Ekaterina Vladimirovna Berezovskaya (Екатери́на Влади́мировна Березо́вская; born February 4, 1990) is a Russian journalist and TV presenter. Best known for her work at the Channel One Russia.

==Biography==
She was born on February 4, 1990, in Moscow.

In 2012 Berezovskaya graduated from MGIMO (Faculty of International Journalism).

During her studies, from 2010 to 2011 she worked as a correspondent in the information service of the REN TV channel, from December 2011 to January 2014 at Russia 24. From January 2014 to June 2016 he was a correspondent for Channel One Russia. From August to December 2016, she hosted the morning news broadcasts (weekly with Yuri Lipatov).

On January 23, 2017, Berezovskaya became the host of news broadcasts at 9:00, 10:00, 12:00 and 15:00.

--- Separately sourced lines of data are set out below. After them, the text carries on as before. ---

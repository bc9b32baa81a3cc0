//! Extractors that decode and validate request input in one step.
//!
//! Rejections are turned into `AppError` so every decoding failure is
//! rendered as the common JSON error body.

use axum::extract::{FromRequest, FromRequestParts, Json, Path, Request};
use axum::http::request::Parts;
use serde::de::DeserializeOwned;
use validator::Validate;

use crate::error::{AppError, AppResult};

/// JSON body that passed `validator` checks.
#[derive(Debug, Clone, Copy, Default)]
pub struct ValidatedJson<T>(pub T);

impl<T, S> FromRequest<S> for ValidatedJson<T>
where
    T: DeserializeOwned + Validate,
    S: Send + Sync,
{
    type Rejection = AppError;

    async fn from_request(req: Request, state: &S) -> AppResult<Self> {
        let Json(value) = Json::<T>::from_request(req, state).await?;
        value.validate()?;
        Ok(ValidatedJson(value))
    }
}

/// Path parameters with rejections mapped to `AppError::BadRequest`.
#[derive(Debug, Clone, Copy)]
pub struct ValidatedPath<T>(pub T);

impl<T, S> FromRequestParts<S> for ValidatedPath<T>
where
    T: DeserializeOwned + Send,
    S: Send + Sync,
{
    type Rejection = AppError;

    async fn from_request_parts(parts: &mut Parts, state: &S) -> AppResult<Self> {
        let Path(value) = Path::<T>::from_request_parts(parts, state).await?;
        Ok(ValidatedPath(value))
    }
}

On July 8, 2017, she hosted an unscheduled news release in connection with the participation of Vladimir Putin at the 2017 G20 Hamburg summit.

In March 2020, she made her debut as the host of the newscast Vremya.

In 2021, Berezovskaya was the host of the Direct Line with Vladimir Putin.

== Sanctions ==
Berezovskaya was sanctioned by the Ukrainian government on 15 January 2023, amid the Russian invasion of Ukraine.